▼

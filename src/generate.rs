//! The end-to-end pipeline: token, template, render, output.

use crate::config::Config;
use crate::output::write_output;
use crate::provider::VaultProvider;
use crate::{Result, VaultTemplateError};
use std::fs;
use std::path::{Path, PathBuf};
use std::sync::Arc;
use vault_template_core::{SecretResolver, TemplateRenderer};

/// Outcome of a successful generation run.
#[derive(Debug, Clone, PartialEq, Eq)]
pub struct Report {
    pub template: PathBuf,
    pub output: PathBuf,
    pub bytes: usize,
}

/// Reads a Vault token from `path`, dropping surrounding whitespace such as
/// the trailing newline most tools write.
pub fn read_token(path: &Path) -> Result<String> {
    let raw = fs::read_to_string(path).map_err(|source| VaultTemplateError::TokenFile {
        path: path.to_path_buf(),
        source,
    })?;
    let token = raw.trim();
    if token.is_empty() {
        return Err(VaultTemplateError::EmptyToken(path.to_path_buf()));
    }
    Ok(token.to_string())
}

/// Renders the configured template with secrets from Vault and writes the
/// result to the configured output file.
///
/// Nothing is written unless the whole template rendered successfully.
pub fn generate(config: &Config) -> Result<Report> {
    let token = read_token(&config.vault_token_file)?;
    let provider = VaultProvider::new(config.vault(token))?;
    tracing::debug!(address = %config.vault_address, "created vault client");
    generate_with(config, Arc::new(provider))
}

/// Same as [`generate`], with secrets answered by `resolver` instead of a
/// Vault client built from `config`.
pub fn generate_with(config: &Config, resolver: Arc<dyn SecretResolver>) -> Result<Report> {
    let source =
        fs::read_to_string(&config.template_file).map_err(|source| {
            VaultTemplateError::TemplateFile {
                path: config.template_file.clone(),
                source,
            }
        })?;

    tracing::info!(
        template = %config.template_file.display(),
        resolver = resolver.name(),
        "rendering template"
    );
    let rendered = TemplateRenderer::new().render(resolver, &source)?;

    write_output(&config.output_file, &rendered).map_err(|source| {
        VaultTemplateError::OutputFile {
            path: config.output_file.clone(),
            source,
        }
    })?;

    Ok(Report {
        template: config.template_file.clone(),
        output: config.output_file.clone(),
        bytes: rendered.len(),
    })
}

▲

EXERCISE REQUIREMENTS — Your answer should be the lines above that contain the word "PathBuf", copied out.

PROBLEM SOLUTION —
use std::path::{Path, PathBuf};
    pub template: PathBuf,
    pub output: PathBuf,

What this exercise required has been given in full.